Figure 6: Allocations by disease (in millions of US dollars)

Source: Global Fund

 

In the meantime, it has to be said that the recurrent debate surrounding the revision of the resource allocation methodology has often focused on a re-balancing between these three diseases, with growing pressure to increase the share dedicated to the fight against tuberculosis. However, it seems to me more necessary than ever in the context of the forthcoming eighth grant cycle to break with traditional patterns of thinking. In other words, if we want to do what we’ve never done before, perhaps we should do what we’ve never done before. Let us explain.

 

Instead of getting bogged down in interminable debates about the distribution of resources between diseases, it seems more pertinent to first seek to substantially broaden the base of available resources. An illuminating analogy would be to compare this situation to a 14 cm pie or pizza. If the aim is to offer larger, more substantial portions to those who will consume it, redistributing the existing portions won’t fundamentally change anything. The solution lies in acquiring a larger pizza, 30 cm for example.

 

Let’s transpose this analogy to the context of Global Fund allocations: to increase resources dedicated to the fight against tuberculosis, we must first work collectively to increase overall funding for these diseases.

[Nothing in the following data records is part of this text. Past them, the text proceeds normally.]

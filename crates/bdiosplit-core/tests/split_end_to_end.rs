//! End-to-end split runs over shard directories on disk.
//!
//! Each test writes a synthetic BDIO directory, splits it, and reads the
//! output back the way a downstream consumer would.

mod common;

use std::path::Path;

use bdiosplit_core::loader::read_json;
use bdiosplit_core::record::{first_value, HAS_NAME, HAS_VERSION, TYPE_PROJECT};
use bdiosplit_core::split::{SplitOptions, Splitter};
use bdiosplit_core::{verify_output_dir, OutputLayout, ProjectOverrides, SplitError};
use pretty_assertions::assert_eq;
use serde_json::Value;
use tempfile::TempDir;

use common::{chain, random_forest, write_shards, COMPONENT_TYPE};

// ============================================================================
// Helpers
// ============================================================================

fn options(page_limit: usize, partition_limit: usize) -> SplitOptions {
    SplitOptions {
        page_limit,
        partition_limit,
        ..Default::default()
    }
}

fn page(dir: &Path, n: usize) -> Value {
    read_json(&dir.join(format!("bdio-entry-{:02}.jsonld", n))).unwrap()
}

/// Scan node ids of every page in a partition directory, in page order.
fn partition_ids(dir: &Path) -> Vec<String> {
    let mut ids = Vec::new();
    let mut n = 0;
    while dir.join(format!("bdio-entry-{:02}.jsonld", n)).exists() {
        let doc = page(dir, n);
        for entry in doc["@graph"].as_array().unwrap().iter().skip(1) {
            ids.push(entry["@id"].as_str().unwrap().to_string());
        }
        n += 1;
    }
    ids
}

// ============================================================================
// Full runs
// ============================================================================

#[test]
fn test_split_produces_verifiable_partitions() {
    let temp = TempDir::new().unwrap();
    let input = temp.path().join("in");
    let output = temp.path().join("out");
    write_shards(&input, &random_forest(400, 6, 3), 90, COMPONENT_TYPE);

    let report = Splitter::new(options(7, 40))
        .unwrap()
        .run(&input, &output)
        .unwrap();

    assert_eq!(report.shard_count, 6);
    assert_eq!(report.rooted_records, 400);
    assert_eq!(report.unrooted_records, 1);
    assert!(report.partitions.len() > 1);

    let reports = verify_output_dir(&output, &OutputLayout::default(), Some(7)).unwrap();
    assert_eq!(reports.len(), report.partitions.len());
    for r in &reports {
        assert!(r.is_valid(), "{:?}: {:?}", r.dir, r.problems());
    }
}

#[test]
fn test_headers_get_unique_ids_and_labelled_names() {
    let temp = TempDir::new().unwrap();
    let input = temp.path().join("in");
    let output = temp.path().join("out");
    write_shards(&input, &chain(10), 4, COMPONENT_TYPE);

    let report = Splitter::new(options(2, 3))
        .unwrap()
        .run(&input, &output)
        .unwrap();

    let mut seen = std::collections::HashSet::new();
    for summary in &report.partitions {
        let header = read_json(&summary.dir.join("bdio-header.jsonld")).unwrap();
        assert_eq!(header["@id"], summary.header_id.as_str());
        assert!(summary.header_id.starts_with("urn:uuid:"));
        assert!(seen.insert(summary.header_id.clone()));
        assert_eq!(
            first_value(&header, HAS_NAME).unwrap(),
            format!("demo/1.0{} signature 8.4.0", summary.label).as_str()
        );

        // Pages share the header's identity and type
        let first_page = page(&summary.dir, 0);
        assert_eq!(first_page["@id"], header["@id"]);
        assert_eq!(first_page["@type"], header["@type"]);
    }

    let dirs: Vec<_> = report
        .partitions
        .iter()
        .map(|p| p.dir.file_name().unwrap().to_string_lossy().into_owned())
        .collect();
    assert_eq!(dirs, vec!["_part00", "_part01", "_part02"]);
}

#[test]
fn test_pagination_within_partition() {
    let temp = TempDir::new().unwrap();
    let input = temp.path().join("in");
    let output = temp.path().join("out");
    let nodes: Vec<_> = (1..=12).map(|id| (id, -1)).collect();
    write_shards(&input, &nodes, 100, COMPONENT_TYPE);

    let report = Splitter::new(SplitOptions {
        first_window: Some(12),
        ..options(5, 12)
    })
    .unwrap()
    .run(&input, &output)
    .unwrap();

    assert_eq!(report.partitions.len(), 1);
    assert_eq!(report.total_pages(), 3);

    let dir = &report.partitions[0].dir;
    let sizes: Vec<_> = (0..3)
        .map(|n| page(dir, n)["@graph"].as_array().unwrap().len() - 1)
        .collect();
    assert_eq!(sizes, vec![5, 5, 2]);
    assert!(!dir.join("bdio-entry-03.jsonld").exists());
}

#[test]
fn test_resplit_into_same_output_drops_old_pages() {
    let temp = TempDir::new().unwrap();
    let input = temp.path().join("in");
    let output = temp.path().join("out");
    write_shards(&input, &chain(12), 100, COMPONENT_TYPE);

    let first = Splitter::new(options(1, 20))
        .unwrap()
        .run(&input, &output)
        .unwrap();
    assert_eq!(first.partitions[1].pages, 12);

    let second = Splitter::new(options(5, 20))
        .unwrap()
        .run(&input, &output)
        .unwrap();
    assert_eq!(second.partitions.len(), 2);
    assert_eq!(second.partitions[1].pages, 3);

    let reports = verify_output_dir(&output, &OutputLayout::default(), Some(5)).unwrap();
    for (r, written) in reports.iter().zip(&second.partitions) {
        assert!(r.is_valid(), "{:?}: {:?}", r.dir, r.problems());
        assert_eq!(r.pages, written.pages);
        assert_eq!(r.records, written.records);
    }
    assert!(!second.partitions[1].dir.join("bdio-entry-03.jsonld").exists());
}

#[test]
fn test_overrides_skip_project_typed_records() {
    let overrides = ProjectOverrides {
        name: Some("renamed".into()),
        version: Some("2.0".into()),
    };

    for (project_type, expected_name, expected_version) in [
        (COMPONENT_TYPE, "renamed", "2.0"),
        (TYPE_PROJECT, "demo", "1.0"),
    ] {
        let temp = TempDir::new().unwrap();
        let input = temp.path().join("in");
        let output = temp.path().join("out");
        write_shards(&input, &chain(5), 10, project_type);

        let report = Splitter::new(SplitOptions {
            overrides: overrides.clone(),
            ..options(2, 2)
        })
        .unwrap()
        .run(&input, &output)
        .unwrap();

        // Labels always carry the overrides, version first
        assert_eq!(report.partitions[0].label, "_renamed_2.0_part00");

        for summary in &report.partitions {
            let project = &page(&summary.dir, 0)["@graph"][0];
            assert_eq!(first_value(project, HAS_NAME).unwrap(), expected_name);
            assert_eq!(first_value(project, HAS_VERSION).unwrap(), expected_version);
        }
    }
}

#[test]
fn test_parallel_matches_serial() {
    let temp = TempDir::new().unwrap();
    let input = temp.path().join("in");
    write_shards(&input, &random_forest(600, 4, 21), 150, COMPONENT_TYPE);

    let serial = Splitter::new(options(10, 55))
        .unwrap()
        .run(&input, &temp.path().join("serial"))
        .unwrap();
    let parallel = Splitter::new(SplitOptions {
        parallel: true,
        ..options(10, 55)
    })
    .unwrap()
    .run(&input, &temp.path().join("parallel"))
    .unwrap();

    assert_eq!(serial.partitions.len(), parallel.partitions.len());
    for (a, b) in serial.partitions.iter().zip(&parallel.partitions) {
        assert_eq!(a.index, b.index);
        assert_eq!(a.label, b.label);
        assert_eq!(a.records, b.records);
        assert_eq!(partition_ids(&a.dir), partition_ids(&b.dir));
    }
}

#[test]
fn test_missing_header_is_fatal() {
    let temp = TempDir::new().unwrap();
    let input = temp.path().join("in");
    write_shards(&input, &chain(3), 10, COMPONENT_TYPE);
    std::fs::remove_file(input.join("bdio-header.jsonld")).unwrap();

    let err = Splitter::new(SplitOptions::default())
        .unwrap()
        .run(&input, &temp.path().join("out"))
        .unwrap_err();
    assert!(matches!(err, SplitError::MissingHeader { .. }));
}

#[test]
fn test_dangling_parent_is_fatal() {
    let temp = TempDir::new().unwrap();
    let input = temp.path().join("in");
    // Window 2 holds node 4 whose parent 9 does not exist anywhere
    write_shards(&input, &[(1, -1), (2, 1), (3, 1), (4, 9)], 10, COMPONENT_TYPE);

    let err = Splitter::new(options(1, 1))
        .unwrap()
        .run(&input, &temp.path().join("out"))
        .unwrap_err();
    assert!(matches!(err, SplitError::NotFound(9)));
}
//! Identity lookup over the rooted records of a scan graph.

use std::collections::HashMap;
use std::sync::Arc;

use tracing::debug;

use crate::error::{Result, SplitError};
use crate::record::{ParentRef, Record};

/// Read-only identity → record and identity → parent maps.
///
/// Built once per run. Ancestor walks resolve one step per hash lookup.
#[derive(Debug, Default)]
pub struct RecordIndex {
    records: HashMap<u64, Arc<Record>>,
    parents: HashMap<u64, ParentRef>,
}

impl RecordIndex {
    /// Index the given rooted records.
    ///
    /// Fails with [`SplitError::DuplicateIdentity`] when two records share an
    /// identity. Records without a numeric identity or parent reference
    /// (unrooted records) are rejected as malformed.
    pub fn build(rooted: &[Arc<Record>]) -> Result<Self> {
        let mut records = HashMap::with_capacity(rooted.len());
        let mut parents = HashMap::with_capacity(rooted.len());

        for record in rooted {
            let (Some(id), Some(parent)) = (record.node_id(), record.parent()) else {
                return Err(SplitError::malformed(
                    record.id(),
                    "only rooted scan nodes can be indexed",
                ));
            };
            if records.insert(id, Arc::clone(record)).is_some() {
                return Err(SplitError::DuplicateIdentity(id));
            }
            parents.insert(id, parent);
        }

        debug!("Indexed {} rooted records", records.len());
        Ok(Self { records, parents })
    }

    /// Parent reference of `id`.
    pub fn resolve_parent(&self, id: u64) -> Result<ParentRef> {
        self.parents
            .get(&id)
            .copied()
            .ok_or(SplitError::NotFound(id))
    }

    /// Record with identity `id`.
    pub fn get(&self, id: u64) -> Result<&Arc<Record>> {
        self.records.get(&id).ok_or(SplitError::NotFound(id))
    }

    pub fn contains(&self, id: u64) -> bool {
        self.records.contains_key(&id)
    }

    pub fn len(&self) -> usize {
        self.records.len()
    }

    pub fn is_empty(&self) -> bool {
        self.records.is_empty()
    }
}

This strategy will not only ensure adequate funding for the fight against HIV and malaria, but will also considerably strengthen efforts to combat tuberculosis.

 

Finally, allow us to share this projection (Figure 7) from the Stop TB Partnership on the financial resources needed to eradicate tuberculosis by 2030. Looking at these figures, one cannot help but be struck by the scale of the challenge ahead. Yet we have no choice but to continue fighting with determination to put a definitive end to this deadly disease. It’s in the interest of each and every one of us. The future of millions of lives depends on it.